Scorci, colori e persone rendono meraviglioso questo angolo di mediterraneo. Basta viaggiare un po per rendersi conto che molta parte di una esperienza è data dall’umanità che si incontra, conoscere quelle persone che ti trasmettono l’entusiasmo e la passione nel fare le cose da un incredibile valore aggiunto ai luoghi… Non credo sia solo per l’ancestrale stima che lega Napoletani e Siciliani, ma l’ospitalità, la gentilezza e la disponibilità trovate in Sicilia è difficile trovarle altrove…

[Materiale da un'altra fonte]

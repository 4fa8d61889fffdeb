// Copyright Amazon.com, Inc. or its affiliates. All Rights Reserved.
// SPDX-License-Identifier: Apache-2.0

//! Comma-separated values output
//!
//! The header row is written once, before the first row, or by the final flush when no
//! row was written at all. Every row must carry exactly the configured columns, in
//! order; anything else is rejected with a [`ValidationError`] listing every
//! [`Mismatch`] before a byte is written.

use std::borrow::Cow;
use std::io;

use ::csv::{Terminator, WriterBuilder};
use smallvec::SmallVec;

use crate::{
    Row, RowWriter, Value,
    format::Format,
    stream::IoStreamError,
    validate::{Mismatch, ValidationError},
    value::{push_float, push_unsigned},
};

/// CSV [`Format`] with a fixed set of columns.
#[derive(Clone, Debug)]
pub struct Csv {
    columns: Vec<Cow<'static, str>>,
    header_written: bool,
    line: Vec<u8>,
    field: String,
}

impl Csv {
    /// Create a CSV format whose rows carry exactly `columns`, in this order.
    pub fn new<I>(columns: I) -> Self
    where
        I: IntoIterator,
        I::Item: Into<Cow<'static, str>>,
    {
        Self {
            columns: columns.into_iter().map(Into::into).collect(),
            header_written: false,
            line: Vec::new(),
            field: String::new(),
        }
    }

    /// The configured columns.
    pub fn columns(&self) -> impl Iterator<Item = &str> {
        self.columns.iter().map(|c| &**c)
    }

    fn validate(&self, fields: &[(&str, Value<'_>)]) -> Result<(), ValidationError> {
        let mut builder = ValidationError::builder();
        for (position, column) in self.columns.iter().enumerate() {
            match fields.get(position) {
                Some((name, _)) if *name == &**column => {}
                Some((name, _)) => {
                    builder.push(Mismatch::Misnamed {
                        position,
                        expected: column.to_string(),
                        found: (*name).to_owned(),
                    });
                }
                None => {
                    builder.push(Mismatch::Missing {
                        position,
                        expected: column.to_string(),
                    });
                }
            }
        }
        for (position, (name, _)) in fields.iter().enumerate().skip(self.columns.len()) {
            builder.push(Mismatch::Unexpected {
                position,
                found: (*name).to_owned(),
            });
        }
        builder.build()
    }
}

struct Collect<'a>(SmallVec<[(&'a str, Value<'a>); 8]>);

impl<'a> RowWriter<'a> for Collect<'a> {
    fn value(&mut self, name: &'a str, value: impl Into<Value<'a>>) {
        self.0.push((name, value.into()));
    }
}

// Records are terminated by a bare `\n` regardless of platform.
fn line_writer(line: &mut Vec<u8>) -> ::csv::Writer<&mut Vec<u8>> {
    WriterBuilder::new()
        .has_headers(false)
        .terminator(Terminator::Any(b'\n'))
        .buffer_capacity(256)
        .from_writer(line)
}

fn write_header(
    writer: &mut ::csv::Writer<&mut Vec<u8>>,
    columns: &[Cow<'static, str>],
) -> io::Result<()> {
    writer
        .write_record(columns.iter().map(|c| c.as_bytes()))
        .map_err(io::Error::from)
}

impl Format for Csv {
    fn format(
        &mut self,
        row: &impl Row,
        output: &mut impl io::Write,
    ) -> Result<(), IoStreamError> {
        let mut fields = Collect(SmallVec::new());
        row.write(&mut fields);
        self.validate(&fields.0)?;

        self.line.clear();
        let mut writer = line_writer(&mut self.line);
        if !self.header_written {
            write_header(&mut writer, &self.columns)?;
        }
        for (_, value) in &fields.0 {
            let field: &str = match *value {
                Value::Str(s) => s,
                Value::Float(f) => {
                    self.field.clear();
                    push_float(&mut self.field, f);
                    &self.field
                }
                Value::Unsigned(u) => {
                    self.field.clear();
                    push_unsigned(&mut self.field, u);
                    &self.field
                }
            };
            writer.write_field(field).map_err(io::Error::from)?;
        }
        writer
            .write_record(None::<&[u8]>)
            .map_err(io::Error::from)?;
        writer.flush()?;
        drop(writer);

        output.write_all(&self.line)?;
        self.header_written = true;
        Ok(())
    }

    fn finish(&mut self, output: &mut impl io::Write) -> io::Result<()> {
        if self.header_written {
            return Ok(());
        }
        self.line.clear();
        let mut writer = line_writer(&mut self.line);
        write_header(&mut writer, &self.columns)?;
        writer.flush()?;
        drop(writer);

        output.write_all(&self.line)?;
        self.header_written = true;
        Ok(())
    }
}
// Copyright Amazon.com, Inc. or its affiliates. All Rights Reserved.
// SPDX-License-Identifier: Apache-2.0

//! Batch conversion over a results directory tree
//!
//! Under a results root, the raw output of each [`Target`] lives in `<root>/<target>/json`
//! and its summaries are written to `<root>/<target>/csv`.

use std::ffi::OsStr;
use std::fmt;
use std::fs;
use std::io;
use std::path::{Path, PathBuf};
use std::str::FromStr;

use tracing::{info, warn};
use walkdir::WalkDir;

use crate::config::SummaryConfig;
use crate::error::PipelineError;
use crate::pipeline::{FileReport, convert_file};

/// A load balancer whose results are summarized.
#[derive(Clone, Copy, Debug, PartialEq, Eq, PartialOrd, Ord, Hash)]
pub enum Target {
    /// NGINX
    Nginx,
    /// Traefik
    Traefik,
    /// HAProxy
    Haproxy,
    /// Apache APISIX
    Apisix,
}

impl Target {
    /// Every target, in processing order.
    pub const ALL: [Target; 4] = [Self::Nginx, Self::Traefik, Self::Haproxy, Self::Apisix];

    /// Directory name of the target.
    pub fn as_str(self) -> &'static str {
        match self {
            Self::Nginx => "nginx",
            Self::Traefik => "traefik",
            Self::Haproxy => "haproxy",
            Self::Apisix => "apisix",
        }
    }
}

impl fmt::Display for Target {
    fn fmt(&self, f: &mut fmt::Formatter<'_>) -> fmt::Result {
        f.write_str(self.as_str())
    }
}

impl FromStr for Target {
    type Err = InvalidTarget;

    fn from_str(s: &str) -> Result<Self, Self::Err> {
        Self::ALL
            .into_iter()
            .find(|target| target.as_str() == s)
            .ok_or_else(|| InvalidTarget(s.to_owned()))
    }
}

/// A target name outside the allow-list.
#[derive(Clone, Debug, PartialEq, Eq)]
pub struct InvalidTarget(pub String);

impl fmt::Display for InvalidTarget {
    fn fmt(&self, f: &mut fmt::Formatter<'_>) -> fmt::Result {
        write!(f, "invalid target `{}`, expected one of ", self.0)?;
        for (i, target) in Target::ALL.iter().enumerate() {
            if i > 0 {
                f.write_str(", ")?;
            }
            write!(f, "`{target}`")?;
        }
        Ok(())
    }
}

impl std::error::Error for InvalidTarget {}

/// Locations of inputs and outputs under a results root.
#[derive(Clone, Debug, PartialEq, Eq)]
pub struct ResultsLayout {
    root: PathBuf,
}

impl ResultsLayout {
    /// Directory name of the default results root.
    pub const DEFAULT_ROOT: &'static str = "results";

    /// Use `root` as the results root.
    pub fn new(root: impl Into<PathBuf>) -> Self {
        Self { root: root.into() }
    }

    /// The results root.
    pub fn root(&self) -> &Path {
        &self.root
    }

    /// Where the raw output of `target` lives.
    pub fn input_dir(&self, target: Target) -> PathBuf {
        self.root.join(target.as_str()).join("json")
    }

    /// Where the summaries of `target` are written.
    pub fn output_dir(&self, target: Target) -> PathBuf {
        self.root.join(target.as_str()).join("csv")
    }
}

impl Default for ResultsLayout {
    fn default() -> Self {
        Self::new(Self::DEFAULT_ROOT)
    }
}

/// Name of the summary written for an input file name.
///
/// A `_json.json` suffix becomes `_csv.csv` and a `.json` extension becomes `.csv`. Any
/// other name gets `.csv` appended, so the summary never lands on its own input.
///
/// ```
/// use std::ffi::OsStr;
/// use std::path::Path;
/// use perfsum::batch::output_file_name;
///
/// assert_eq!(output_file_name(OsStr::new("run1_json.json")), Path::new("run1_csv.csv"));
/// assert_eq!(output_file_name(OsStr::new("run1.json")), Path::new("run1.csv"));
/// assert_eq!(output_file_name(OsStr::new("run1.csv")), Path::new("run1.csv.csv"));
/// ```
pub fn output_file_name(input: &OsStr) -> PathBuf {
    if let Some(stem) = input.to_str().and_then(|name| name.strip_suffix("_json.json")) {
        return PathBuf::from(format!("{stem}_csv.csv"));
    }
    let input = Path::new(input);
    if input.extension().is_some_and(|ext| ext == "json") {
        return input.with_extension("csv");
    }
    let mut name = input.as_os_str().to_owned();
    name.push(".csv");
    PathBuf::from(name)
}

/// `.json` files directly inside `dir`, sorted by file name. Symlinks to files count.
pub fn discover_inputs(dir: &Path) -> Result<Vec<PathBuf>, walkdir::Error> {
    let mut inputs = Vec::new();
    for entry in WalkDir::new(dir)
        .min_depth(1)
        .max_depth(1)
        .sort_by_file_name()
    {
        let entry = entry?;
        // `is_file` follows symlinks and is false for dangling ones
        if entry.path().extension().is_some_and(|ext| ext == "json")
            && entry.path().is_file()
        {
            inputs.push(entry.into_path());
        }
    }
    Ok(inputs)
}

/// How one file of a batch ended.
#[derive(Debug)]
pub enum FileOutcome {
    /// A summary with at least one row was written
    Converted(FileReport),
    /// A header-only summary was written
    Empty(FileReport),
    /// Nothing usable was written
    Failed(PipelineError),
}

impl FileOutcome {
    /// Whether the file failed.
    pub fn is_failure(&self) -> bool {
        matches!(self, Self::Failed(_))
    }
}

/// One input file of a batch and its outcome.
#[derive(Debug)]
pub struct FileResult {
    /// Input path
    pub input: PathBuf,
    /// Output path
    pub output: PathBuf,
    /// What happened
    pub outcome: FileOutcome,
}

/// Outcome of every file of one target.
#[derive(Debug)]
pub struct TargetReport {
    /// The target
    pub target: Target,
    /// Whether the input directory was missing, in which case `files` is empty
    pub missing_input_dir: bool,
    /// Per-file results, in processing order
    pub files: Vec<FileResult>,
}

impl TargetReport {
    /// Number of files that failed.
    pub fn failures(&self) -> usize {
        self.files.iter().filter(|f| f.outcome.is_failure()).count()
    }

    /// Number of files that produced a summary with rows.
    pub fn converted(&self) -> usize {
        self.files
            .iter()
            .filter(|f| matches!(f.outcome, FileOutcome::Converted(_)))
            .count()
    }

    /// Number of files that produced a header-only summary.
    pub fn empty(&self) -> usize {
        self.files
            .iter()
            .filter(|f| matches!(f.outcome, FileOutcome::Empty(_)))
            .count()
    }
}

/// Errors that stop a whole target.
#[derive(Debug)]
pub enum BatchError {
    /// Listing the input directory failed
    Discover {
        /// Input directory
        dir: PathBuf,
        /// Underlying error
        source: walkdir::Error,
    },
    /// The output directory could not be created
    CreateOutputDir {
        /// Output directory
        dir: PathBuf,
        /// Underlying error
        source: io::Error,
    },
}

impl fmt::Display for BatchError {
    fn fmt(&self, f: &mut fmt::Formatter<'_>) -> fmt::Result {
        match self {
            Self::Discover { dir, .. } => write!(f, "failed to list `{}`", dir.display()),
            Self::CreateOutputDir { dir, .. } => {
                write!(f, "failed to create directory `{}`", dir.display())
            }
        }
    }
}

impl std::error::Error for BatchError {
    fn source(&self) -> Option<&(dyn std::error::Error + 'static)> {
        match self {
            Self::Discover { source, .. } => Some(source),
            Self::CreateOutputDir { source, .. } => Some(source),
        }
    }
}

/// Convert every input file of `target`.
///
/// A missing input directory is reported through
/// [`TargetReport::missing_input_dir`]; a file that fails is recorded and the remaining
/// files are still converted.
pub fn run_target(
    layout: &ResultsLayout,
    target: Target,
    config: &SummaryConfig,
) -> Result<TargetReport, BatchError> {
    let input_dir = layout.input_dir(target);
    let mut report = TargetReport {
        target,
        missing_input_dir: false,
        files: Vec::new(),
    };
    if !input_dir.is_dir() {
        warn!(%target, dir = %input_dir.display(), "input directory not found, skipping");
        report.missing_input_dir = true;
        return Ok(report);
    }

    let inputs = discover_inputs(&input_dir).map_err(|source| BatchError::Discover {
        dir: input_dir.clone(),
        source,
    })?;
    if inputs.is_empty() {
        info!(%target, dir = %input_dir.display(), "no input files");
        return Ok(report);
    }

    let output_dir = layout.output_dir(target);
    fs::create_dir_all(&output_dir).map_err(|source| BatchError::CreateOutputDir {
        dir: output_dir.clone(),
        source,
    })?;

    for input in inputs {
        let Some(name) = input.file_name() else {
            continue;
        };
        let output = output_dir.join(output_file_name(name));
        let outcome = match convert_file(&input, &output, config) {
            Ok(file) if file.is_empty() => FileOutcome::Empty(file),
            Ok(file) => FileOutcome::Converted(file),
            Err(error) => {
                warn!(%target, input = %input.display(), ?error, "conversion failed");
                FileOutcome::Failed(error)
            }
        };
        report.files.push(FileResult {
            input,
            output,
            outcome,
        });
    }

    info!(
        %target,
        converted = report.converted(),
        empty = report.empty(),
        failed = report.failures(),
        "target done"
    );
    Ok(report)
}

#[cfg(test)]
mod tests {
    use std::ffi::OsStr;
    use std::path::Path;

    use assert2::check;
    use rstest::rstest;

    use super::{InvalidTarget, ResultsLayout, Target, output_file_name};

    #[rstest]
    #[case("nginx", Target::Nginx)]
    #[case("traefik", Target::Traefik)]
    #[case("haproxy", Target::Haproxy)]
    #[case("apisix", Target::Apisix)]
    fn parses_allowed_targets(#[case] name: &str, #[case] target: Target) {
        check!(name.parse::<Target>() == Ok(target));
        check!(target.to_string() == name);
    }

    #[rstest]
    #[case("envoy")]
    #[case("NGINX")]
    #[case("")]
    #[case("nginx ")]
    fn rejects_other_targets(#[case] name: &str) {
        let err = name.parse::<Target>().unwrap_err();
        check!(err == InvalidTarget(name.to_owned()));
        check!(
            err.to_string()
                == format!(
                    "invalid target `{name}`, expected one of `nginx`, `traefik`, `haproxy`, `apisix`"
                )
        );
    }

    #[rstest]
    #[case("run_json.json", "run_csv.csv")]
    #[case("run.json", "run.csv")]
    #[case("_json.json", "_csv.csv")]
    #[case("run.v2.json", "run.v2.csv")]
    #[case("json_run.json", "json_run.csv")]
    #[case("run.csv", "run.csv.csv")]
    #[case("run", "run.csv")]
    #[case("run.JSON", "run.JSON.csv")]
    fn names_outputs(#[case] input: &str, #[case] expected: &str) {
        check!(output_file_name(OsStr::new(input)) == Path::new(expected));
    }

    #[test]
    fn layout_paths() {
        let layout = ResultsLayout::new("/data");
        check!(layout.input_dir(Target::Haproxy) == Path::new("/data/haproxy/json"));
        check!(layout.output_dir(Target::Haproxy) == Path::new("/data/haproxy/csv"));
        check!(ResultsLayout::default().root() == Path::new("results"));
    }
}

Purtroppo come spesso capita, non basta il tempo di ambientarsi che subito si deve rientrare, quindi non c’è stato modo di conoscere tutti nel modo giusto… ma un ringraziamento particolare sicuramente va a Salvatore Greco che con disponibilità e amicizia ci ha ospitato nel Residence La Plaza di Levanzo, e che ci ha anche permesso di vivere il mare in un modo unico e speciale… a Graham per la piacevolissima compagnia e simpatia.
non ultimo ovviamente, un saluto e ringraziamento a Giuseppe Pisciotta, titolare del Diving Atmosphere Blu, che dal primo momento è stato complice e amico! e che oltre che avermi accompagnato in meravigliose “passeggiate” subaquee, ci ha trasmesso l’essenza del suo amore per Levanzo e per il mare, con una simpatia e disponibilità uniche.

Tante parole per descrivere delle sensazioni che forse è impossibile trasmettere perchè vanno vissute!! tutto per dire che certamente non è un Addio ma un caloroso “Arrivederci a Presto” con la Sicilia, terra magnifica… e anche e soprattutto con la piccola e bella Levanzo, con l’augurio di non cambiare più di tanto… perchè c’è bisogno di questi angoli di pace fuori dalla fretta del quotidiano.